Sometimes when I am walking/running I wonder why I am doing this. It is certainly not fun. I would always prefer to be sitting on my sofa wrapped in a blanket, sipping hot green tea and reading or at my desk writing.
Though, being back at the park has its upsides. It is peaceful and beautiful and I see fat frogs hop into the pond, from sunning themselves on the edge. I watch ducks splashing in puddles left from too much rain. One of the paths takes me past an alpaca farm. They are interesting creatures. And I often see breathtaking sunsets.

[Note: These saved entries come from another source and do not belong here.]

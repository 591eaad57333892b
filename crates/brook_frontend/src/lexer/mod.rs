
use std::str::Chars;

use crate::token::{Pos, Token, TokenKind};

#[derive(serde::Serialize, thiserror::Error, Debug, Clone, Copy, PartialEq, Eq)]
#[error("{kind} at {pos}")]
pub struct LexError {
    pub kind: LexErrorKind,
    pub pos: Pos,
}

#[derive(serde::Serialize, thiserror::Error, Debug, Clone, Copy, PartialEq, Eq)]
pub enum LexErrorKind {
    #[error("unexpected character {0:?}")]
    UnexpectedChar(char),
}

pub type LexResult<T> = Result<T, LexError>;

pub const KEYWORDS: &[&str] = &[
    "let", "as", "const", "define", "begin", "do", "end", "if", "then", "else", "true", "false",
];

const OPERATOR_CHARS: &str = "+-*/%&|^~!?:=<>";
const PUNCTUATOR_CHARS: &str = ".,;()[]{}\n";

/// Scans a fully buffered source on demand, one token at a time.
///
/// Tokens are produced lazily: `current_token` scans and memoizes a single
/// token of lookahead, and `advance_token` consumes it. There is no stored
/// token list.
pub struct Lexer<'src> {
    chars: Chars<'src>,
    /// Cursor state before the most recent `advance_char`, for a single-step
    /// unget.
    prev: Option<Chars<'src>>,

    row: u32,
    col: u32,
    last_line_col: u32,

    current: Option<Token>,
}

impl<'src> Lexer<'src> {
    pub fn new(source: &'src str) -> Self {
        Self {
            chars: source.chars(),
            prev: None,

            row: 0,
            col: 0,
            last_line_col: 0,

            current: None,
        }
    }

    pub fn pos(&self) -> Pos {
        Pos::new(self.row, self.col)
    }

    pub fn peek_char(&self) -> Option<char> {
        self.chars.clone().next()
    }

    pub fn advance_char(&mut self) -> Option<char> {
        let before = self.chars.clone();
        let ch = self.chars.next()?;
        self.prev = Some(before);

        if ch == '\n' {
            self.row += 1;
            self.last_line_col = self.col;
            self.col = 0;
        } else {
            self.col += 1;
        }

        Some(ch)
    }

    fn put_back_char(&mut self) {
        let Some(prev) = self.prev.take() else { return };
        self.chars = prev;

        if self.col == 0 {
            self.row -= 1;
            self.col = self.last_line_col;
        } else {
            self.col -= 1;
        }
    }

    pub fn at_end(&self) -> bool {
        self.peek_char().is_none()
    }

    /// Returns the buffered lookahead token, scanning one if necessary.
    /// Repeated calls return the same token until `advance_token` clears it.
    pub fn current_token(&mut self) -> LexResult<&Token> {
        match self.current {
            Some(ref token) => Ok(token),
            None => {
                let token = self.scan_token()?;
                Ok(self.current.insert(token))
            }
        }
    }

    /// Consumes and returns the current token, forcing the next
    /// `current_token` call to scan a fresh one.
    pub fn advance_token(&mut self) -> LexResult<Token> {
        match self.current.take() {
            Some(token) => Ok(token),
            None => self.scan_token(),
        }
    }

    fn scan_token(&mut self) -> LexResult<Token> {
        loop {
            self.skip_whitespace();

            // Two slashes open a comment running to end of line. A lone slash
            // is put back and scans as an operator below.
            if self.peek_char() == Some('/') {
                self.advance_char();
                if self.peek_char() == Some('/') {
                    self.skip_line_comment();
                    continue;
                }
                self.put_back_char();
            }

            break;
        }

        let pos = self.pos();

        let Some(ch) = self.peek_char() else {
            return Ok(Token::new(TokenKind::EndOfInput, String::new(), pos));
        };

        match ch {
            ch if ch.is_ascii_digit() => Ok(self.scan_number(pos)),
            ch if is_identifier(ch) => Ok(self.scan_identifier(pos)),

            '"' => {
                self.advance_char();
                let text = self.read_escaped('"');
                Ok(Token::new(TokenKind::String, text, pos))
            }

            '\'' => {
                self.advance_char();
                let text = self.read_escaped('\'');
                Ok(Token::new(TokenKind::Char, text, pos))
            }

            ch if is_operator(ch) => {
                let text = self.read_while(is_operator);
                Ok(Token::new(TokenKind::Operator, text, pos))
            }

            ch if is_punctuator(ch) => {
                self.advance_char();
                Ok(Token::new(TokenKind::Punctuator, ch.to_string(), pos))
            }

            ch => Err(LexError {
                kind: LexErrorKind::UnexpectedChar(ch),
                pos,
            }),
        }
    }

    fn scan_number(&mut self, pos: Pos) -> Token {
        let mut seen_dot = false;
        let text = self.read_while(|ch| match ch {
            // A second dot ends the number and is left unconsumed.
            '.' if seen_dot => false,
            '.' => {
                seen_dot = true;
                true
            }
            ch => ch.is_ascii_digit(),
        });

        let kind = if seen_dot {
            TokenKind::Float
        } else {
            TokenKind::Integer
        };
        Token::new(kind, text, pos)
    }

    fn scan_identifier(&mut self, pos: Pos) -> Token {
        let text = self.read_while(is_identifier);
        let kind = if KEYWORDS.contains(&text.as_str()) {
            TokenKind::Keyword
        } else {
            TokenKind::Identifier
        };
        Token::new(kind, text, pos)
    }

    fn skip_whitespace(&mut self) {
        self.read_while(|ch| ch != '\n' && is_whitespace(ch));
    }

    fn skip_line_comment(&mut self) {
        self.read_while(|ch| ch != '\n');
    }

    /// Consumes the maximal (possibly empty) run of characters satisfying
    /// `pred`.
    fn read_while(&mut self, mut pred: impl FnMut(char) -> bool) -> String {
        let mut text = String::new();
        while let Some(ch) = self.peek_char() {
            if !pred(ch) {
                break;
            }
            self.advance_char();
            text.push(ch);
        }
        text
    }

    /// Consumes characters up to an unescaped `end`, decoding backslash
    /// escapes. Runs off the end of input without complaint; the literal is
    /// simply truncated there.
    fn read_escaped(&mut self, end: char) -> String {
        let mut text = String::new();
        let mut escaped = false;

        while let Some(ch) = self.advance_char() {
            if escaped {
                text.push(unescape(ch));
                escaped = false;
            } else if ch == '\\' {
                escaped = true;
            } else if ch == end {
                break;
            } else {
                text.push(ch);
            }
        }

        text
    }
}

fn is_whitespace(ch: char) -> bool {
    matches!(ch, ' ' | '\t' | '\r' | '\n' | '\x0b' | '\x0c')
}

fn is_identifier(ch: char) -> bool {
    ch.is_ascii_alphanumeric() || ch == '_'
}

fn is_operator(ch: char) -> bool {
    OPERATOR_CHARS.contains(ch)
}

fn is_punctuator(ch: char) -> bool {
    PUNCTUATOR_CHARS.contains(ch)
}

fn unescape(ch: char) -> char {
    match ch {
        'a' => '\x07',
        'b' => '\x08',
        'f' => '\x0c',
        'n' => '\n',
        'r' => '\r',
        't' => '\t',
        'v' => '\x0b',
        // `\\`, `\'`, `\"` and `\?` escape to themselves, as does anything
        // unrecognized.
        ch => ch,
    }
}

I also often see 20 year-olds and 30 year-olds and 40 year-olds walking/running, which takes me back to the above wondering…why I do this.
At 60 shouldn’t I be surrendering? Shouldn’t I be giving in to what I want to do and say forget this?
Maybe. But the question that begs to be asked is, what do I want to do?
I want to stay as healthy and vibrant, and okay, fit, as possible for as long as possible.
Yes, at the moment I have to push myself to lace up my Asics and drive to the park. The next push is getting out of the car at the park. The (extremely) temporary satisfaction is staying put.
The (extremely) longer-term satisfaction is just doing it. At 60, I should have learned that temporary doesn’t cut it.